Start of Given data

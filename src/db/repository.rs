//! Generic Repository Module
//!
//! CRUD over any [`Entity`], narrowed by caller scopes and paginated with
//! [`PaginationMetadata`].

use std::marker::PhantomData;

use async_trait::async_trait;
use chrono::{DateTime, Utc};
use sqlx::{Any, AnyConnection};
use tracing::debug;
use uuid::Uuid;

use crate::db::entity::now_millis;
use crate::db::query::{bind_values, SqlBuilder};
use crate::db::{apply_scopes, DbHandle, Entity, PaginationMetadata, Query, Scope, Value};
use crate::error::{DbError, DbResult};

// == Repository Trait ==
/// CRUD contract over an entity type.
#[async_trait]
pub trait Repository<T: Entity>: Send + Sync {
    /// Returns one page of records and fills in `meta`.
    async fn find_all(&self, meta: &mut PaginationMetadata, scopes: &[Scope]) -> DbResult<Vec<T>>;

    /// Returns the record with `id`.
    async fn find_one(&self, id: Uuid, scopes: &[Scope]) -> DbResult<T>;

    /// Inserts `entity`, assigning an identifier when it has none.
    async fn create(&self, entity: &mut T, scopes: &[Scope]) -> DbResult<()>;

    /// Writes the non-null columns of `entity` to the record with `id`, then
    /// reloads the record into `entity`.
    async fn update(&self, id: Uuid, entity: &mut T, scopes: &[Scope]) -> DbResult<()>;

    /// Removes the record with `id` and returns it as it was read.
    async fn delete(&self, id: Uuid, scopes: &[Scope]) -> DbResult<T>;

    /// The handle statements run through.
    fn handle(&self) -> &DbHandle;
}

// == Generic Repository ==
/// [`Repository`] implementation over a [`DbHandle`].
pub struct GenericRepository<T> {
    handle: DbHandle,
    _entity: PhantomData<fn() -> T>,
}

impl<T> Clone for GenericRepository<T> {
    fn clone(&self) -> Self {
        Self {
            handle: self.handle.clone(),
            _entity: PhantomData,
        }
    }
}

impl<T: Entity> GenericRepository<T> {
    // == Constructor ==
    /// Creates a repository that runs its statements through `handle`.
    pub fn new(handle: DbHandle) -> Self {
        Self {
            handle,
            _entity: PhantomData,
        }
    }

    // == Count ==
    /// Number of records matching `scopes`.
    pub async fn count(&self, scopes: &[Scope]) -> DbResult<i64> {
        let query = apply_scopes(Query::new(), scopes);
        self.handle
            .run(async {
                let mut conn = self.handle.acquire().await?;
                Self::count_on(&mut conn, &query).await
            })
            .await
    }

    // == Update Without Result ==
    /// Partial update of the record with `id`, without reloading it.
    pub async fn update_without_result(&self, id: Uuid, entity: &T, scopes: &[Scope]) -> DbResult<()> {
        let query = apply_scopes(Query::new(), scopes);
        self.handle
            .run(async {
                let mut conn = self.handle.acquire().await?;
                Self::update_on(&mut conn, id, entity, &query).await
            })
            .await
    }

    // == Delete Without Result ==
    /// Removes the record with `id` without reading it first.
    pub async fn delete_without_result(&self, id: Uuid, scopes: &[Scope]) -> DbResult<()> {
        let query = apply_scopes(Query::new(), scopes);
        self.handle
            .run(async {
                let mut conn = self.handle.acquire().await?;
                Self::delete_on(&mut conn, id, &query, now_millis()).await
            })
            .await
    }

    // == Statement Helpers ==
    async fn count_on(conn: &mut AnyConnection, query: &Query) -> DbResult<i64> {
        let table = query.table_or(T::table_name())?;
        let mut sql = SqlBuilder::new(format!("SELECT COUNT(*) FROM {table}"));
        sql.push_where(query, T::SOFT_DELETE, None)?;
        let (sql, args) = sql.finish();

        debug!(table, %sql, "count");
        let count = bind_values!(sqlx::query_scalar::<Any, i64>(&sql), args)
            .fetch_one(&mut *conn)
            .await?;
        Ok(count)
    }

    async fn select_on(conn: &mut AnyConnection, query: &Query, id: Option<Uuid>) -> DbResult<Vec<T>> {
        let table = query.table_or(T::table_name())?;
        let mut sql = SqlBuilder::new(format!("SELECT * FROM {table}"));
        sql.push_where(query, T::SOFT_DELETE, id.map(|id| ("id", Value::from(id))))?;
        sql.push_tail(query)?;
        let (sql, args) = sql.finish();

        debug!(table, %sql, "select");
        let rows = bind_values!(sqlx::query_as::<Any, T>(&sql), args)
            .fetch_all(&mut *conn)
            .await?;
        Ok(rows)
    }

    async fn find_one_on(conn: &mut AnyConnection, id: Uuid, query: &Query) -> DbResult<T> {
        let table = query.table_or(T::table_name())?.to_string();
        Self::select_on(conn, &query.clone().limit(1), Some(id))
            .await?
            .into_iter()
            .next()
            .ok_or_else(|| DbError::RecordNotFound(format!("{table} {id}")))
    }

    async fn update_on(conn: &mut AnyConnection, id: Uuid, entity: &T, query: &Query) -> DbResult<()> {
        let table = query.table_or(T::table_name())?;
        let mut sql = SqlBuilder::new(format!("UPDATE {table} SET "));
        let columns = entity
            .values()
            .into_iter()
            .filter(|(_, value)| !value.is_null())
            .chain([("updated_at", Value::from(now_millis()))]);
        for (i, (column, value)) in columns.enumerate() {
            if i > 0 {
                sql.push(", ");
            }
            sql.push(column).push(" = ").push_bind(value);
        }
        sql.push_where(query, T::SOFT_DELETE, Some(("id", Value::from(id))))?;
        let (sql, args) = sql.finish();

        debug!(table, %id, %sql, "update");
        let result = bind_values!(sqlx::query::<Any>(&sql), args)
            .execute(&mut *conn)
            .await?;
        if result.rows_affected() == 0 {
            return Err(DbError::RecordNotFound(format!("{table} {id}")));
        }
        Ok(())
    }

    /// Removes the record. Soft deletes stamp `deleted_at` with `now`.
    async fn delete_on(
        conn: &mut AnyConnection,
        id: Uuid,
        query: &Query,
        now: DateTime<Utc>,
    ) -> DbResult<()> {
        let table = query.table_or(T::table_name())?;
        let mut sql = if T::SOFT_DELETE {
            let mut sql = SqlBuilder::new(format!("UPDATE {table} SET deleted_at = "));
            sql.push_bind(Value::from(now));
            sql
        } else {
            SqlBuilder::new(format!("DELETE FROM {table}"))
        };
        sql.push_where(query, T::SOFT_DELETE, Some(("id", Value::from(id))))?;
        let (sql, args) = sql.finish();

        debug!(table, %id, soft = T::SOFT_DELETE, "delete");
        let result = bind_values!(sqlx::query::<Any>(&sql), args)
            .execute(&mut *conn)
            .await?;
        if result.rows_affected() == 0 {
            return Err(DbError::RecordNotFound(format!("{table} {id}")));
        }
        Ok(())
    }
}

#[async_trait]
impl<T: Entity> Repository<T> for GenericRepository<T> {
    async fn find_all(&self, meta: &mut PaginationMetadata, scopes: &[Scope]) -> DbResult<Vec<T>> {
        meta.normalize();
        let query = apply_scopes(Query::new(), scopes);

        self.handle
            .run(async {
                let mut conn = self.handle.acquire().await?;

                let total = Self::count_on(&mut conn, &query).await?;
                meta.apply_count(total);

                let page = query.clone().offset(meta.offset()).limit(meta.items_per_page);
                let records = Self::select_on(&mut conn, &page, None).await?;
                meta.apply_page_len(records.len());
                Ok(records)
            })
            .await
    }

    async fn find_one(&self, id: Uuid, scopes: &[Scope]) -> DbResult<T> {
        let query = apply_scopes(Query::new(), scopes);
        self.handle
            .run(async {
                let mut conn = self.handle.acquire().await?;
                Self::find_one_on(&mut conn, id, &query).await
            })
            .await
    }

    async fn create(&self, entity: &mut T, scopes: &[Scope]) -> DbResult<()> {
        let query = apply_scopes(Query::new(), scopes);
        let table = query.table_or(T::table_name())?;
        let id = entity.base_mut().before_create(now_millis());

        let mut columns = entity.base().insert_values();
        columns.extend(entity.values().into_iter().filter(|(_, value)| !value.is_null()));

        let mut sql = SqlBuilder::new(format!("INSERT INTO {table} ("));
        for (i, (column, _)) in columns.iter().enumerate() {
            if i > 0 {
                sql.push(", ");
            }
            sql.push(column);
        }
        sql.push(") VALUES (");
        for (i, (_, value)) in columns.into_iter().enumerate() {
            if i > 0 {
                sql.push(", ");
            }
            sql.push_bind(value);
        }
        sql.push(")");
        let (sql, args) = sql.finish();

        debug!(table, %id, "create");
        self.handle
            .run(async {
                let mut conn = self.handle.acquire().await?;
                bind_values!(sqlx::query::<Any>(&sql), args)
                    .execute(&mut *conn)
                    .await?;
                Ok(())
            })
            .await
    }

    async fn update(&self, id: Uuid, entity: &mut T, scopes: &[Scope]) -> DbResult<()> {
        let query = apply_scopes(Query::new(), scopes);
        let reloaded = self
            .handle
            .run(async {
                let mut conn = self.handle.acquire().await?;
                Self::update_on(&mut conn, id, entity, &query).await?;
                Self::find_one_on(&mut conn, id, &query).await
            })
            .await?;
        *entity = reloaded;
        Ok(())
    }

    async fn delete(&self, id: Uuid, scopes: &[Scope]) -> DbResult<T> {
        let query = apply_scopes(Query::new(), scopes);
        self.handle
            .run(async {
                let mut conn = self.handle.acquire().await?;
                let mut record = Self::find_one_on(&mut conn, id, &query).await?;
                let now = now_millis();
                Self::delete_on(&mut conn, id, &query, now).await?;
                if T::SOFT_DELETE {
                    record.base_mut().deleted_at = Some(now);
                }
                Ok(record)
            })
            .await
    }

    fn handle(&self) -> &DbHandle {
        &self.handle
    }
}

End of Given data

▶ _Try it_: Return only the part of the records above that opens with the line containing "pub async fn count(&self, scopes: &[Scope])" and closes with the line containing "reading it first.", ends included.

▶ _Task solution_:
    pub async fn count(&self, scopes: &[Scope]) -> DbResult<i64> {
        let query = apply_scopes(Query::new(), scopes);
        self.handle
            .run(async {
                let mut conn = self.handle.acquire().await?;
                Self::count_on(&mut conn, &query).await
            })
            .await
    }

    // == Update Without Result ==
    /// Partial update of the record with `id`, without reloading it.
    pub async fn update_without_result(&self, id: Uuid, entity: &T, scopes: &[Scope]) -> DbResult<()> {
        let query = apply_scopes(Query::new(), scopes);
        self.handle
            .run(async {
                let mut conn = self.handle.acquire().await?;
                Self::update_on(&mut conn, id, entity, &query).await
            })
            .await
    }

    // == Delete Without Result ==
    /// Removes the record with `id` without reading it first.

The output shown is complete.